Die Ergebnisse sind auch deshalb so überraschend, weil der Kilometerstand leichter zu finden ist als die Angaben zu Kontogebühren. „Verzerrungen durch die Art und Weise, wie wir Informationen verarbeiten, können Märkte beeinflussen, selbst wenn die Informationen vollkommen offen liegen“, lautet das Fazit der Forscher. Unaufmerksamkeit wird dabei keinesfalls nur Laien zum Verhängnis, sondern auch Profis. Das zeigt eine Studie der US-Forscher Stefano DellaVigna und Joshua Pollet: Investoren reagieren verzögert auf Gewinnankündigungen von Unternehmen, die an einem Freitag versendet werden. Das Wochenende lenke sie offenbar ab.

Um solche Studien vergleichbar zu machen, hat DellaVigna ein Verfahren entwickelt, mit dem sich die Unaufmerksamkeit messen lässt. Seinen Berechnungen zufolge sind Verbraucher ausgesprochen blind gegenüber Steuern. So ist es in US-Supermärkten üblich, dass die Preisschilder Netto-Preise anzeigen und die Umsatzsteuer erst an der Kasse aufgeschlagen wird. In einem Experiment ließ sich zeigen, dass Verbraucher Produkte plötzlich weniger nachfragen, wenn auf die Steuer nicht erst auf dem Kassenzettel, sondern schon auf dem Preisschild hingewiesen wird – auch wenn das unterm Strich keinen Unterschied macht.

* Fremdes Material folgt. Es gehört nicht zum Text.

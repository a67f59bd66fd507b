//! Project lifecycle state and reconstruction from status records.
//!
//! A project's status is never written in place: every transition is appended
//! to the project's status log and the current [`Project`] is derived by
//! replaying those records in order.

use std::fmt;

use chrono::{DateTime, Utc};
use serde::{Deserialize, Serialize};
use uuid::Uuid;

/// A project tracked by the generator
#[derive(Debug, Clone, Serialize, Deserialize)]
pub struct Project {
    /// Unique identifier for this project
    pub id: Uuid,

    /// Human-readable project name
    pub name: String,

    /// Declared technology-stack label (e.g. "React + FastAPI")
    pub tech_stack: String,

    /// Current lifecycle state
    pub status: ProjectStatus,

    /// Progress phase while generating, diagnostic text after a failure
    pub current_step: Option<String>,

    /// Machine-readable code of the last fatal error (FAILED only)
    pub error_code: Option<ErrorCode>,

    /// When the project was created
    pub created_at: DateTime<Utc>,

    /// When the last status record was written
    pub updated_at: DateTime<Utc>,
}

impl Project {
    /// Reconstruct project state from its status records
    ///
    /// The first record must be a creation record; anything before it is ignored.
    pub fn from_records(records: &[StatusRecord]) -> Option<Self> {
        let mut iter = records
            .iter()
            .skip_while(|r| !matches!(r.kind, StatusRecordKind::Created { .. }));

        let first = iter.next()?;
        let StatusRecordKind::Created {
            ref name,
            ref tech_stack,
        } = first.kind
        else {
            return None;
        };

        let mut project = Self {
            id: first.project_id,
            name: name.clone(),
            tech_stack: tech_stack.clone(),
            status: ProjectStatus::Pending,
            current_step: None,
            error_code: None,
            created_at: first.timestamp,
            updated_at: first.timestamp,
        };

        for record in iter {
            project.apply_record(record);
        }

        Some(project)
    }

    /// Apply a single status record
    pub fn apply_record(&mut self, record: &StatusRecord) {
        if let StatusRecordKind::Transition {
            to,
            ref current_step,
            error_code,
            ..
        } = record.kind
        {
            self.status = to;
            self.current_step = current_step.clone();
            self.error_code = error_code;
        }
        self.updated_at = record.timestamp;
    }

    /// Whether a generation run is in flight
    pub fn is_generating(&self) -> bool {
        self.status == ProjectStatus::Generating
    }
}

/// Lifecycle states of a project (wire value = variant name in upper case)
#[derive(Debug, Clone, Copy, PartialEq, Eq, Hash, Serialize, Deserialize)]
#[serde(rename_all = "SCREAMING_SNAKE_CASE")]
pub enum ProjectStatus {
    /// Created, or ready for a new run
    Pending,

    /// Specification ingestion in progress
    Parsing,

    /// A generation run owns the project
    Generating,

    /// The last run processed every section
    Done,

    /// The last run or ingestion hit a fatal error
    Failed,
}

impl ProjectStatus {
    /// Check whether moving from `self` to `next` is a legal transition
    ///
    /// `FAILED` and `DONE` only leave through a fresh spec upload (`PARSING`).
    pub fn can_transition_to(self, next: ProjectStatus) -> bool {
        use ProjectStatus::*;

        matches!(
            (self, next),
            (Pending, Parsing)
                | (Failed, Parsing)
                | (Done, Parsing)
                | (Parsing, Pending)
                | (Parsing, Failed)
                | (Pending, Generating)
                | (Generating, Generating)
                | (Generating, Done)
                | (Generating, Failed)
        )
    }

    /// Terminal for a run: no automatic transition leaves these states
    pub fn is_terminal(self) -> bool {
        matches!(self, Self::Done | Self::Failed)
    }

    /// Wire representation
    pub fn as_str(self) -> &'static str {
        match self {
            Self::Pending => "PENDING",
            Self::Parsing => "PARSING",
            Self::Generating => "GENERATING",
            Self::Done => "DONE",
            Self::Failed => "FAILED",
        }
    }
}

impl Default for ProjectStatus {
    fn default() -> Self {
        Self::Pending
    }
}

impl fmt::Display for ProjectStatus {
    fn fmt(&self, f: &mut fmt::Formatter<'_>) -> fmt::Result {
        f.write_str(self.as_str())
    }
}

/// Stable machine-readable error codes carried next to free-text diagnostics
#[derive(Debug, Clone, Copy, PartialEq, Eq, Hash, Serialize, Deserialize)]
#[serde(rename_all = "snake_case")]
pub enum ErrorCode {
    InvalidPath,
    Forbidden,
    InvalidRequest,
    InvalidSpec,
    NotFound,
    Conflict,
    MissingSpec,
    ProviderFailure,
    StorageFailure,
    Interrupted,
}

impl ErrorCode {
    pub fn as_str(self) -> &'static str {
        match self {
            Self::InvalidPath => "invalid_path",
            Self::Forbidden => "forbidden",
            Self::InvalidRequest => "invalid_request",
            Self::InvalidSpec => "invalid_spec",
            Self::NotFound => "not_found",
            Self::Conflict => "conflict",
            Self::MissingSpec => "missing_spec",
            Self::ProviderFailure => "provider_failure",
            Self::StorageFailure => "storage_failure",
            Self::Interrupted => "interrupted",
        }
    }
}

impl fmt::Display for ErrorCode {
    fn fmt(&self, f: &mut fmt::Formatter<'_>) -> fmt::Result {
        f.write_str(self.as_str())
    }
}

/// One line of a project's status log (append-only)
#[derive(Debug, Clone, Serialize, Deserialize)]
pub struct StatusRecord {
    /// When this record was written
    pub timestamp: DateTime<Utc>,

    /// The project this record belongs to
    pub project_id: Uuid,

    /// What happened
    #[serde(flatten)]
    pub kind: StatusRecordKind,
}

/// Kinds of status records
#[derive(Debug, Clone, Serialize, Deserialize)]
#[serde(rename_all = "snake_case", tag = "record")]
pub enum StatusRecordKind {
    /// Project was created in `PENDING`
    Created { name: String, tech_stack: String },

    /// Project moved between two states
    Transition {
        from: ProjectStatus,
        to: ProjectStatus,
        #[serde(default, skip_serializing_if = "Option::is_none")]
        current_step: Option<String>,
        #[serde(default, skip_serializing_if = "Option::is_none")]
        error_code: Option<ErrorCode>,
    },
}

impl StatusRecord {
    /// Create a creation record stamped now
    pub fn created(project_id: Uuid, name: String, tech_stack: String) -> Self {
        Self {
            timestamp: Utc::now(),
            project_id,
            kind: StatusRecordKind::Created { name, tech_stack },
        }
    }

    /// Create a transition record stamped now
    pub fn transition(
        project_id: Uuid,
        from: ProjectStatus,
        to: ProjectStatus,
        current_step: Option<String>,
        error_code: Option<ErrorCode>,
    ) -> Self {
        Self {
            timestamp: Utc::now(),
            project_id,
            kind: StatusRecordKind::Transition {
                from,
                to,
                current_step,
                error_code,
            },
        }
    }

    /// Target state, for transition records
    pub fn target(&self) -> Option<ProjectStatus> {
        match self.kind {
            StatusRecordKind::Transition { to, .. } => Some(to),
            StatusRecordKind::Created { .. } => None,
        }
    }
}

Topmodels beeinflussen Investoren

Wie Menschen ihre Aufmerksamkeit verteilen, hat also Einfluss auf Entscheidungen aller Art. Ökonomen versuchen nun, Modelle zu konstruieren, die dieser Tatsache Rechnung tragen. Forscher, die solche Modelle in der Realität testen wollen, stehen aber vor einem Problem: Sie können nur schwer nachvollziehen, welche Informationen ein Mensch wahrnimmt und welche er ausklammert.

Die Ökonomen Jordi Mondria (Universität Toronto), Thomas Wu und Yi Zhang (beide: Universität Santa Cruz) haben einen Weg gefunden, um dieses Problem zu lösen: Sie werteten 21 Millionen Internet-Suchanfragen von 650 000 Amerikanern aus. Die Forscher konnten nicht nur nachvollziehen, welche Informationen die Menschen suchten, sondern auch, welche Links sie tatsächlich anklickten.

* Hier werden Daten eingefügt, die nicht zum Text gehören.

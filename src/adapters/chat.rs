//! OpenAI-compatible chat-completions client.
//!
//! Endpoint: POST {api_url}
//! Auth: Bearer token

use std::time::Duration;

use serde::{Deserialize, Serialize};
use tracing::debug;

use crate::config::ProviderSettings;

use super::ProviderError;

/// Per-call sampling and timeout settings
#[derive(Debug, Clone, Copy, PartialEq)]
pub struct ChatSettings {
    pub temperature: f32,
    pub max_tokens: u32,
    pub timeout: Duration,
}

/// Chat-completions client
#[derive(Debug, Clone)]
pub struct ChatClient {
    api_url: String,
    api_key: Option<String>,
    model: String,
    client: reqwest::Client,
}

#[derive(Debug, Serialize)]
struct ChatRequest<'a> {
    model: &'a str,
    messages: [ChatMessage<'a>; 2],
    temperature: f32,
    max_tokens: u32,
}

#[derive(Debug, Serialize)]
struct ChatMessage<'a> {
    role: &'a str,
    content: &'a str,
}

#[derive(Debug, Deserialize)]
struct ChatResponse {
    #[serde(default)]
    choices: Vec<ChatChoice>,
}

#[derive(Debug, Deserialize)]
struct ChatChoice {
    message: ChatReply,
}

#[derive(Debug, Deserialize)]
struct ChatReply {
    #[serde(default)]
    content: Option<String>,
}

impl ChatClient {
    /// Create a new client
    pub fn new(api_url: impl Into<String>, api_key: Option<String>, model: impl Into<String>) -> Self {
        Self {
            api_url: api_url.into(),
            api_key,
            model: model.into(),
            client: reqwest::Client::new(),
        }
    }

    /// Create from resolved provider settings
    pub fn from_settings(settings: &ProviderSettings) -> Self {
        Self::new(
            settings.api_url.clone(),
            settings.api_key.clone(),
            settings.model.clone(),
        )
    }

    pub fn model(&self) -> &str {
        &self.model
    }

    /// Whether an API key is available
    pub fn is_configured(&self) -> bool {
        self.api_key.as_deref().is_some_and(|k| !k.is_empty())
    }

    /// Run one system + user exchange and return the assistant's text
    pub async fn complete(
        &self,
        system: &str,
        user: &str,
        settings: &ChatSettings,
    ) -> Result<String, ProviderError> {
        let api_key = self
            .api_key
            .as_deref()
            .filter(|k| !k.is_empty())
            .ok_or_else(|| ProviderError::NotConfigured("GROQ_API_KEY is not set".to_string()))?;

        let request = ChatRequest {
            model: &self.model,
            messages: [
                ChatMessage {
                    role: "system",
                    content: system,
                },
                ChatMessage {
                    role: "user",
                    content: user,
                },
            ],
            temperature: settings.temperature,
            max_tokens: settings.max_tokens,
        };

        debug!(model = %self.model, prompt_bytes = user.len(), "Sending chat completion");

        let response = self
            .client
            .post(&self.api_url)
            .bearer_auth(api_key)
            .timeout(settings.timeout)
            .json(&request)
            .send()
            .await
            .map_err(|e| ProviderError::Transport(e.to_string()))?;

        let status = response.status();
        if !status.is_success() {
            let body = response.text().await.unwrap_or_default();
            return Err(ProviderError::Status {
                status: status.as_u16(),
                body: truncate(&body, 500),
            });
        }

        let body = response
            .text()
            .await
            .map_err(|e| ProviderError::Transport(e.to_string()))?;

        extract_content(&body)
    }
}

/// Pull `choices[0].message.content` out of a response body
pub(crate) fn extract_content(body: &str) -> Result<String, ProviderError> {
    let parsed: ChatResponse = serde_json::from_str(body)
        .map_err(|e| ProviderError::Malformed(format!("unexpected response body: {}", e)))?;

    parsed
        .choices
        .into_iter()
        .next()
        .and_then(|c| c.message.content)
        .map(|content| content.trim().to_string())
        .ok_or_else(|| ProviderError::Malformed("response has no message content".to_string()))
}

fn truncate(text: &str, max_chars: usize) -> String {
    match text.char_indices().nth(max_chars) {
        Some((idx, _)) => format!("{}…", &text[..idx]),
        None => text.to_string(),
    }
}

Mit diesen Daten konnten sie ein Phänomen erklären, das Finanzmarkt-Forschern seit langem Kopfzerbrechen bereitet: Investoren haben stets eine besondere Vorliebe für Aktien aus ihrem Heimatland. Sie verteilen ihre Geldanlage nicht optimal über den Globus und verzichten unnötig auf Rendite.

Die Wissenschaftler stellten fest: Die Aufmerksamkeit, die Amerikaner bestimmten Ländern entgegenbringen, korreliert eng damit, in welchen Ländern sie ihr Geld anlegen. Und je populärer ein Land ist, desto eher investieren US-Bürger in Aktien und Anleihen aus diesen Staaten. Frappierend ist: Längst nicht nur ökonomische Fundamentaldaten lenken die Aufmerksamkeit – auch weiche Faktoren, die nichts mit der Wirtschaft zu tun haben, zählen. Hat ein Land zum Beispiel besonders viele Sehenswürdigkeiten, die es in die Weltkulturerbe-Liste der Unesco schaffen, investieren Amerikaner dort mehr Geld. Das gleiche gilt für Staaten, die sehr viele weibliche Topmodels hervorbringen.

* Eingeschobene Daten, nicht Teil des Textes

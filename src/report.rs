//! Headless pipeline run
//!
//! Drives the same controller as the console from the command line and
//! writes the results to an output directory:
//!
//! - `graph.json` / `graph.html`: the built graph and its inspection view
//! - `analytics.json` / `analytics.html`: the analytics report, when requested
//!
//! The run stops at the first stage that does not succeed.

use std::fs;
use std::path::{Path, PathBuf};

use thiserror::Error;
use tracing::info;

use crate::controller::{Outcome, PipelineController};
use crate::gateway::{Gateway, UploadFile};
use crate::model::{Layout, VizKind};
use crate::render::{RenderError, ViewRenderer};

#[derive(Error, Debug)]
pub enum ReportError {
    #[error("I/O error: {0}")]
    Io(#[from] std::io::Error),

    #[error("render error: {0}")]
    Render(#[from] RenderError),

    #[error("JSON error: {0}")]
    Json(#[from] serde_json::Error),

    /// A pipeline stage was skipped or failed
    #[error("{0}")]
    Stage(String),
}

pub type ReportResult<T> = Result<T, ReportError>;

#[derive(Debug, Clone)]
pub struct RunOptions {
    pub input: PathBuf,
    pub output: PathBuf,
    /// Visualization to request after the build, if any
    pub viz: Option<VizKind>,
    pub layout: Layout,
    pub analytics: bool,
}

/// What a run produced
#[derive(Debug, Clone, Default)]
pub struct RunSummary {
    pub artifact_id: String,
    pub written: Vec<PathBuf>,
    /// Absolute URL of the rendered visualization on the backend
    pub visualization: Option<String>,
}

/// Writes pipeline results as standalone files.
pub struct ReportWriter {
    output: PathBuf,
}

impl ReportWriter {
    pub fn new(output: impl Into<PathBuf>) -> Self {
        Self {
            output: output.into(),
        }
    }

    fn write_pair<T: serde::Serialize>(
        &self,
        stem: &str,
        value: &T,
        title: &str,
        fragment: &str,
    ) -> ReportResult<Vec<PathBuf>> {
        fs::create_dir_all(&self.output)?;

        let json_path = self.output.join(format!("{stem}.json"));
        fs::write(&json_path, serde_json::to_string_pretty(value)?)?;

        let html_path = self.output.join(format!("{stem}.html"));
        fs::write(&html_path, ViewRenderer::report(title, fragment)?)?;

        Ok(vec![json_path, html_path])
    }

    /// Write the graph and analytics the controller currently holds.
    pub fn write<G: Gateway>(&self, controller: &PipelineController<G>) -> ReportResult<Vec<PathBuf>> {
        let mut written = Vec::new();
        let state = controller.state();
        let results = controller.results();

        if let (Some(graph), Some(view)) = (state.graph(), results.graph_info.as_ref()) {
            let title = format!("Knowledge graph: {}", view.metadata.title);
            let fragment = ViewRenderer::graph_info(view)?;
            written.extend(self.write_pair("graph", graph, &title, &fragment)?);
        }

        if let (Some(report), Some(view)) = (state.analytics(), results.analytics.as_ref()) {
            let fragment = ViewRenderer::analytics(view)?;
            written.extend(self.write_pair("analytics", report, "Graph analytics", &fragment)?);
        }

        Ok(written)
    }
}

fn require(stage: &str, outcome: Outcome) -> ReportResult<()> {
    match outcome {
        Outcome::Succeeded => Ok(()),
        Outcome::Skipped => Err(ReportError::Stage(format!(
            "{stage} skipped: prerequisite missing"
        ))),
        Outcome::Failed(message) => Err(ReportError::Stage(message)),
    }
}

/// Run upload → build → (visualize) → (analyze) and write the results.
pub async fn run<G: Gateway>(
    controller: &mut PipelineController<G>,
    options: &RunOptions,
    backend_url: &str,
) -> ReportResult<RunSummary> {
    let file = read_input(&options.input)?;
    require("Upload", controller.upload(file).await)?;
    require("Build", controller.build_graph().await)?;

    let mut visualization = None;
    if let Some(kind) = options.viz {
        require("Visualization", controller.visualize(kind, options.layout).await)?;
        visualization = controller
            .results()
            .mount
            .current()
            .map(|artifact| artifact.src(backend_url));
    }

    if options.analytics {
        require("Analysis", controller.analyze().await)?;
    }

    let written = ReportWriter::new(&options.output).write(controller)?;
    info!(files = written.len(), output = %options.output.display(), "reports written");

    Ok(RunSummary {
        artifact_id: controller
            .state()
            .artifact_id()
            .unwrap_or_default()
            .to_string(),
        written,
        visualization,
    })
}

fn read_input(path: &Path) -> ReportResult<UploadFile> {
    let bytes = fs::read(path)?;
    let name = path
        .file_name()
        .map(|n| n.to_string_lossy().into_owned())
        .unwrap_or_default();
    Ok(UploadFile::new(name, bytes))
}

Solche Ergebnisse rütteln Ökonomen auf. „Unser Standard-Modell funktioniert nur unter sehr eingeschränkten Voraussetzungen“, ist Diane Coyle, Ökonomin beim britischen Think Tank Enlightenment Economics, überzeugt. „Wir müssen noch viel tun, um die Erkenntnisse der Psychologen in unsere Entscheidungstheorie einzubeziehen.“


Das Gorilla-Experiment

Für Psychologen und Neurologen ist das keine Überraschung: Die menschliche Aufmerksamkeit ist begrenzt, auch wenn uns das Gehirn etwas anderes vorgaukelt. Es erschafft die Illusion einer detailgetreuen Wahrnehmung, verwirft zugleich aber Details, die es für irrelevant hält. Experimente belegen, dass Menschen Töne überhören, wenn sie ein Kreuzworträtsel lösen, und dass sie Clowns auf einem Einrad übersehen, wenn sie mit dem Handy telefonieren.

Zu den bekanntesten und beeindruckendsten Versuchen zählt das Video-Experiment der amerikanischen Psychologen Christopher Chabris und Daniel Simons. Der Film kursiert in vielfachen Variationen im Internet (ein Beispiel hier: http://bit.ly/hb-gorilla). Die Zuschauer werden gebeten, die Zahl der Pässe bei einem Basketballspiel zu zählen. Fast jeder kommt zu dem richtigen Ergebnis – übersieht aber komplett, dass während des Spiels ein Gorilla durchs Bild läuft. Chabris und Simons haben über unsere selektive Wahrnehmung 2010 ein Buch geschrieben –  mit dem Titel „The Invisible Gorilla“.